Beg HN: Share some ideas.
I'm finishing my masters degree in computer science and I don't want to work from 9-5 in a boring company or from 9-11 in a consulting company.
I want to have my own startup but I don't have any good ideas! All I have is ideas for small web applications but not enough to make a living out of that nor to reject the offers I have.
So, can you please share some ideas with me? If you don't want to say them in public, please contact me at t57435 gmail.
Thank you!
65 comments
[ 2.2 ms ] story [ 124 ms ] threadAs a reminder, a site designed for the purpose of discussing ideas is http://fairsoftware.net/startup-ideas-software-web-iphone.
Doing so will a) give you the experience of completing a product from start to finish and b) probably give you a bunch of different ideas for a startup.
That said, you should probably think more in terms of generating ideas than begging for ideas. I bet you actually have plenty of good ideas floating around in your brain, on some latent level. You just need something to bring them out. Just look for problems people are having, and think about how to apply the technologies that you know, to solving those problems.
These are ideas that I wish to capitalize on in the future but since I dont want to jump from project to project you can have them:
1) A language learning api- Website and games can add value to their service by allowing people to learn a new language as they visit their site. I did a small implementation of it in a Software Engineering Module.

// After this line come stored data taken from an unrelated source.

use geo::{BoundingRect, MultiPoint, Point};
use crate::models::{BoundingBox, Coordinate};

/// Latitude limit of the web-mercator projection used by tile maps
const MERCATOR_MAX_LAT: f64 = 85.051_128_78;

/// Tile edge length in pixels
const TILE_SIZE: f64 = 256.0;

/// Compute the bounding box around a set of coordinates
///
/// Returns `None` for an empty input.
pub fn bounding_box(coordinates: &[Coordinate]) -> Option<BoundingBox> {
    let points: MultiPoint<f64> = coordinates
        .iter()
        .map(|c| Point::new(c.longitude, c.latitude))
        .collect();

    points.bounding_rect().map(|rect| BoundingBox {
        min_lat: rect.min().y,
        max_lat: rect.max().y,
        min_lon: rect.min().x,
        max_lon: rect.max().x,
    })
}

/// Grow a bounding box by `margin_ratio` of each span
///
/// Each side grows by at least `min_padding_deg`, so a single point still
/// yields a box with area.
pub fn pad(bbox: BoundingBox, margin_ratio: f64, min_padding_deg: f64) -> BoundingBox {
    let lat_pad = ((bbox.max_lat - bbox.min_lat) * margin_ratio).max(min_padding_deg);
    let lon_pad = ((bbox.max_lon - bbox.min_lon) * margin_ratio).max(min_padding_deg);

    BoundingBox {
        min_lat: (bbox.min_lat - lat_pad).max(-90.0),
        max_lat: (bbox.max_lat + lat_pad).min(90.0),
        min_lon: (bbox.min_lon - lon_pad).max(-180.0),
        max_lon: (bbox.max_lon + lon_pad).min(180.0),
    }
}

/// Largest zoom level at which `bbox` fits a viewport of the given size
///
/// Uses the web-mercator tile pyramid (256 px tiles, zoom 0 = whole world in
/// one tile). The result is clamped to `[min_zoom, max_zoom]`.
pub fn fit_zoom(bbox: &BoundingBox, viewport: (u32, u32), min_zoom: u8, max_zoom: u8) -> u8 {
    let (width, height) = (viewport.0.max(1) as f64, viewport.1.max(1) as f64);

    let lon_fraction = (bbox.max_lon - bbox.min_lon) / 360.0;
    let lat_fraction = (mercator_y(bbox.max_lat) - mercator_y(bbox.min_lat)) / (2.0 * std::f64::consts::PI);

    let zoom_for = |pixels: f64, fraction: f64| {
        if fraction <= 0.0 {
            f64::INFINITY
        } else {
            (pixels / TILE_SIZE / fraction).log2()
        }
    };

    let zoom = zoom_for(width, lon_fraction).min(zoom_for(height, lat_fraction));

    if !zoom.is_finite() {
        return max_zoom;
    }

    // `max_zoom` wins over an inverted range instead of panicking like `clamp`
    (zoom.floor().max(0.0) as u8).max(min_zoom).min(max_zoom)
}

#[inline]
fn mercator_y(latitude: f64) -> f64 {
    let lat = latitude.clamp(-MERCATOR_MAX_LAT, MERCATOR_MAX_LAT).to_radians();
    (std::f64::consts::FRAC_PI_4 + lat / 2.0).tan().ln()
}

#[cfg(test)]
mod tests {
    use super::*;

    #[test]
    fn test_bounding_box_of_points() {
        let bbox = bounding_box(&[
            Coordinate::new(48.8584, 2.2945),
            Coordinate::new(51.5007, -0.1246),
        ])
        .unwrap();

        assert_eq!(bbox.min_lat, 48.8584);
        assert_eq!(bbox.max_lat, 51.5007);
        assert_eq!(bbox.min_lon, -0.1246);
        assert_eq!(bbox.max_lon, 2.2945);
    }

    #[test]
    fn test_empty_has_no_bounds() {
        assert!(bounding_box(&[]).is_none());
    }

    #[test]
    fn test_single_point_padding() {
        let point = Coordinate::new(40.3661, 49.8372);
        let bbox = pad(bounding_box(&[point]).unwrap(), 0.1, 0.005);

        assert!(bbox.contains(&point));
        assert!((bbox.max_lat - bbox.min_lat - 0.01).abs() < 1e-9);
    }

    #[test]
    fn test_padding_clamped_to_globe() {
        let bbox = pad(
            BoundingBox { min_lat: -89.0, max_lat: 89.0, min_lon: -179.0, max_lon: 179.0 },
            0.5,
            0.0,
        );
        assert_eq!(bbox.min_lat, -90.0);
        assert_eq!(bbox.max_lon, 180.0);
    }

    #[test]
    fn test_whole_world_is_low_zoom() {
        let world = BoundingBox { min_lat: -80.0, max_lat: 80.0, min_lon: -180.0, max_lon: 180.0 };
        assert!(fit_zoom(&world, (800, 600), 1, 16) <= 2);
    }

    #[test]
    fn test_city_block_hits_max_zoom() {
        let block = pad(bounding_box(&[Coordinate::new(48.8584, 2.2945)]).unwrap(), 0.1, 0.0005);
        assert_eq!(fit_zoom(&block, (800, 600), 1, 16), 16);
    }

    #[test]
    fn test_zoom_decreases_with_span() {
        let narrow = BoundingBox { min_lat: 48.0, max_lat: 49.0, min_lon: 2.0, max_lon: 3.0 };
        let wide = BoundingBox { min_lat: 40.0, max_lat: 55.0, min_lon: -5.0, max_lon: 15.0 };
        assert!(fit_zoom(&narrow, (800, 600), 1, 16) > fit_zoom(&wide, (800, 600), 1, 16));
    }

    #[test]
    fn test_inverted_zoom_range_does_not_panic() {
        let bbox = pad(bounding_box(&[Coordinate::new(10.0, 10.0), Coordinate::new(60.0, 80.0)]).unwrap(), 0.1, 0.005);
        assert_eq!(fit_zoom(&bbox, (800, 600), 12, 4), 4);
    }
}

2) Collective mnemonics - every single year, for university and highschool, students learn the same thing over and over. Each one, creating their own mnemonics to remember the material. Mnemonics take pretty long to devise. The solution is people post their mnemonics for different course. Eliminate the repetition of creating mnemonicss. And the goal is to obtain full course coverage.
3) A site for poker bots to compete against each other or even chess bots.
http://www.halfbakery.com/
I personally don't think the ideas there are all that great. Fortunately there are lots of places where people post ideas that they'd love to see implemented:
http://www.reddit.com/r/somebodymakethis/
http://search.twitter.com/search?q=i+need+software+that
http://ycombinator.com/rfs1.html
http://ycombinator.com/rfs2.html
http://ycombinator.com/rfs2.html
http://ycombinator.com/rfs3.html
http://ycombinator.com/rfs4.html
http://ycombinator.com/rfs5.html
http://ycombinator.com/rfs6.html
For example: 37signals - All of their products have come from their own needs
What I'm getting at is that you should start thinking about how you're solving these problems or tackling these ideas, rather than simply ask for an idea generator.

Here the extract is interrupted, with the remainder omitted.